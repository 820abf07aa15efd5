//! Shared test utilities: a scripted HTTP server on the loopback interface
//!
//! Each connection carries exactly one request and is closed after the
//! canned response, which keeps the parser below trivial.

#![allow(dead_code)]

use inpaint_client::{ClientConfig, InpaintClient};
use std::sync::{Arc, Mutex};
use tokio::io::{AsyncBufReadExt, AsyncReadExt, AsyncWriteExt, BufReader};
use tokio::net::{TcpListener, TcpStream};

/// A request as seen by the fake server
#[derive(Debug, Clone)]
pub struct CapturedRequest {
    pub method: String,
    pub path: String,
    /// Header names lowercased, in arrival order
    pub headers: Vec<(String, String)>,
    pub body: Vec<u8>,
}

impl CapturedRequest {
    pub fn header(&self, name: &str) -> Option<&str> {
        self.headers
            .iter()
            .find(|(n, _)| n == name)
            .map(|(_, v)| v.as_str())
    }

    pub fn body_text(&self) -> String {
        String::from_utf8_lossy(&self.body).into_owned()
    }
}

/// Response the fake server sends back
#[derive(Debug, Clone)]
pub struct CannedResponse {
    pub status: u16,
    pub headers: Vec<(String, String)>,
    pub body: String,
}

impl CannedResponse {
    pub fn status(status: u16) -> Self {
        Self {
            status,
            headers: Vec::new(),
            body: String::new(),
        }
    }

    pub fn json(status: u16, body: serde_json::Value) -> Self {
        Self {
            status,
            headers: vec![("Content-Type".into(), "application/json".into())],
            body: body.to_string(),
        }
    }

    pub fn with_header(mut self, name: &str, value: &str) -> Self {
        self.headers.push((name.to_string(), value.to_string()));
        self
    }
}

type Handler = Arc<dyn Fn(&CapturedRequest) -> CannedResponse + Send + Sync>;

/// Loopback server answering from a handler and recording every request
pub struct FakeInpaintServer {
    base_url: String,
    requests: Arc<Mutex<Vec<CapturedRequest>>>,
}

impl FakeInpaintServer {
    pub async fn start<F>(handler: F) -> Self
    where
        F: Fn(&CapturedRequest) -> CannedResponse + Send + Sync + 'static,
    {
        let listener = TcpListener::bind("127.0.0.1:0").await.unwrap();
        let addr = listener.local_addr().unwrap();
        let requests = Arc::new(Mutex::new(Vec::new()));
        let handler: Handler = Arc::new(handler);

        let recorded = Arc::clone(&requests);
        tokio::spawn(async move {
            while let Ok((stream, _)) = listener.accept().await {
                let recorded = Arc::clone(&recorded);
                let handler = Arc::clone(&handler);
                tokio::spawn(async move {
                    let _ = read_request(stream, &handler, &recorded).await;
                });
            }
        });

        Self {
            base_url: format!("http://{}", addr),
            requests,
        }
    }

    pub fn base_url(&self) -> &str {
        &self.base_url
    }

    /// `Origin` the client should send for this server
    pub fn origin(&self) -> &str {
        &self.base_url
    }

    pub fn client(&self) -> InpaintClient {
        let config = ClientConfig::builder()
            .base_url(self.base_url.clone())
            .timeout_secs(10)
            .build()
            .unwrap();
        InpaintClient::new(&config).unwrap()
    }

    pub fn requests(&self) -> Vec<CapturedRequest> {
        self.requests.lock().unwrap().clone()
    }
}

async fn read_request(
    stream: TcpStream,
    handler: &Handler,
    recorded: &Mutex<Vec<CapturedRequest>>,
) -> Option<()> {
    let mut reader = BufReader::new(stream);

    let mut request_line = String::new();
    reader.read_line(&mut request_line).await.ok()?;
    let mut parts = request_line.split_whitespace();
    let method = parts.next()?.to_string();
    let path = parts.next()?.to_string();

    let mut headers = Vec::new();
    loop {
        let mut line = String::new();
        reader.read_line(&mut line).await.ok()?;
        let line = line.trim_end();
        if line.is_empty() {
            break;
        }
        let (name, value) = line.split_once(':')?;
        headers.push((name.trim().to_ascii_lowercase(), value.trim().to_string()));
    }

    let header = |name: &str| {
        headers
            .iter()
            .find(|(n, _)| n == name)
            .map(|(_, v)| v.clone())
    };

    let body = if let Some(length) = header("content-length") {
        let mut body = vec![0; length.parse().ok()?];
        reader.read_exact(&mut body).await.ok()?;
        body
    } else if header("transfer-encoding").is_some_and(|v| v.eq_ignore_ascii_case("chunked")) {
        read_chunked(&mut reader).await?
    } else {
        Vec::new()
    };

    let request = CapturedRequest {
        method,
        path,
        headers,
        body,
    };
    let response = handler(&request);
    recorded.lock().unwrap().push(request);

    let mut raw = format!(
        "HTTP/1.1 {} Canned\r\nContent-Length: {}\r\nConnection: close\r\n",
        response.status,
        response.body.len()
    );
    for (name, value) in &response.headers {
        raw.push_str(&format!("{}: {}\r\n", name, value));
    }
    raw.push_str("\r\n");
    raw.push_str(&response.body);

    let mut stream = reader.into_inner();
    stream.write_all(raw.as_bytes()).await.ok()?;
    stream.shutdown().await.ok()?;
    Some(())
}

async fn read_chunked(reader: &mut BufReader<TcpStream>) -> Option<Vec<u8>> {
    let mut body = Vec::new();
    loop {
        let mut size_line = String::new();
        reader.read_line(&mut size_line).await.ok()?;
        let size = usize::from_str_radix(size_line.trim(), 16).ok()?;
        let mut chunk = vec![0; size + 2];
        reader.read_exact(&mut chunk).await.ok()?;
        if size == 0 {
            return Some(body);
        }
        chunk.truncate(size);
        body.extend_from_slice(&chunk);
    }
}

/// PNG bytes of a solid image
pub fn png_bytes(width: u32, height: u32) -> Vec<u8> {
    let image = image::RgbaImage::from_pixel(width, height, image::Rgba([10, 20, 30, 255]));
    let mut buffer = std::io::Cursor::new(Vec::new());
    image::DynamicImage::ImageRgba8(image)
        .write_to(&mut buffer, image::ImageFormat::Png)
        .unwrap();
    buffer.into_inner()
}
▬▬▬▬▬▬
HOW TO COMPLETE THIS TASK:
Take every line from the records above that has the word "recorded" and copy it.

WRITTEN RESPONSE:
        let recorded = Arc::clone(&requests);
                let recorded = Arc::clone(&recorded);
                    let _ = read_request(stream, &handler, &recorded).await;
    recorded: &Mutex<Vec<CapturedRequest>>,
    recorded.lock().unwrap().push(request);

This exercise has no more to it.